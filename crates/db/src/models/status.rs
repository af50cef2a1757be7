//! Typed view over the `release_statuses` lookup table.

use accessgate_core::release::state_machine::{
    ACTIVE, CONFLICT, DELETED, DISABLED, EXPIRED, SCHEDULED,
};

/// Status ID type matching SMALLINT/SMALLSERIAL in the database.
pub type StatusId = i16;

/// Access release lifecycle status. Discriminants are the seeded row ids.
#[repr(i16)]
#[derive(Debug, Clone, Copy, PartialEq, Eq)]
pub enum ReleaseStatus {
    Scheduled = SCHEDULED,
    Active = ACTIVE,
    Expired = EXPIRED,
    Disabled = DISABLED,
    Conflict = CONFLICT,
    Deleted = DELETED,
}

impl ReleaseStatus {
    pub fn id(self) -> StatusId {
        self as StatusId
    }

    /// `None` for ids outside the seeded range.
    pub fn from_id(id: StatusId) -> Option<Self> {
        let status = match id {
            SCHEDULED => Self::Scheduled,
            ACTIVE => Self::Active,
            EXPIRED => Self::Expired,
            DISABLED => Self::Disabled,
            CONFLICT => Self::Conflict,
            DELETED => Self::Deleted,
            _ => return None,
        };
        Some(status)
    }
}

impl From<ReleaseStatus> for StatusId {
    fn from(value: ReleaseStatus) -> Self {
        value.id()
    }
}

----

## Exercise details
Exact retyping of all the entries is required.

## Reply
filename crates/db/src/models/status.rs
repository af50cef2a1757be7
//! Typed view over the `release_statuses` lookup table.

use accessgate_core::release::state_machine::{
    ACTIVE, CONFLICT, DELETED, DISABLED, EXPIRED, SCHEDULED,
};

/// Status ID type matching SMALLINT/SMALLSERIAL in the database.
pub type StatusId = i16;

/// Access release lifecycle status. Discriminants are the seeded row ids.
#[repr(i16)]
#[derive(Debug, Clone, Copy, PartialEq, Eq)]
pub enum ReleaseStatus {
    Scheduled = SCHEDULED,
    Active = ACTIVE,
    Expired = EXPIRED,
    Disabled = DISABLED,
    Conflict = CONFLICT,
    Deleted = DELETED,
}

impl ReleaseStatus {
    pub fn id(self) -> StatusId {
        self as StatusId
    }

    /// `None` for ids outside the seeded range.
    pub fn from_id(id: StatusId) -> Option<Self> {
        let status = match id {
            SCHEDULED => Self::Scheduled,
            ACTIVE => Self::Active,
            EXPIRED => Self::Expired,
            DISABLED => Self::Disabled,
            CONFLICT => Self::Conflict,
            DELETED => Self::Deleted,
            _ => return None,
        };
        Some(status)
    }
}

impl From<ReleaseStatus> for StatusId {
    fn from(value: ReleaseStatus) -> Self {
        value.id()
    }
}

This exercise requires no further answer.